If you thought knitting was for grannies think again. Knitting is now so popular that an estimated four million people in the UK cast on every day, and there are groups popping up all over the country who use knitting as a way to beat stress and have fun.
Even celebrities, from Russell Crowe to Madonna, are at it: hailing knitting as the new yoga. It seems that not only does “make it and mend it” make sound economic sense, but it also does us some good as well.
Creating things to feel good
As a psychologist I am always aware of the how things affect us on a mental / emotional level and I have always known, on an intuitive level, that making and creating things makes people feel good.
Recent studies have shown that not only does it make us feel good, with that sense of satisfaction of a job well done, but it can also physically help us:
- deal with pain
- improve feelings of well-being
- significantly change your outlook on life.
Secret uncovered on craft magazine
Betsan Corkhill, a former NHS physiotherapist, realised that even maximum doses of medication were relatively ineffective if the core issues of loneliness, low self-esteem, anxiety and “an unoccupied mind left to ruminate on problems” were not provided for.

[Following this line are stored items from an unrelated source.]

pub mod classifier;
pub mod config;
pub mod job;
pub mod mask;
pub mod metrics;
pub mod pipeline;
pub mod store;
pub mod volume;

mod error;

pub use error::{Error, Result};

pub mod prelude {
    pub use crate::{
        Error, Result,
        classifier::{Classifier, HeadlessClassifier},
        job::{JobContext, JobStatus, LogReporter, MemoryReporter, StatusReporter},
        mask::{Connectivity, LabelExtractor, LabelGenerator, extract_labels},
        store::{DataStore, LocalDataStore, WorkDirs},
    };
}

Disheartened by the lack of interest in these problems, Betsan left the NHS in 2002 and went to work on craft magazines. To her surprise she discovered “huge amounts” of emails and letters extolling the health benefits of cross-stitching and knitting, saying they had help alleviate even suicidal depression and had allowed people to reduce some pain medication. Fascinated and inspired Betsan started to research the therapeutic effects of knitting and stitching.
Knitting has a neurochemical effect
Findings to date suggest that knitting has a neurochemical effect on the brain. Monica Baird, pain specialist at the Royal United Hospital Bath states “It changes brain chemistry for the better, possibly by decreasing stress hormones and increasing feel-good serotonin and dopamine.”
It seems that knitting could be a cheap and accessible intervention that functions as an effective, informal, pain-management aid.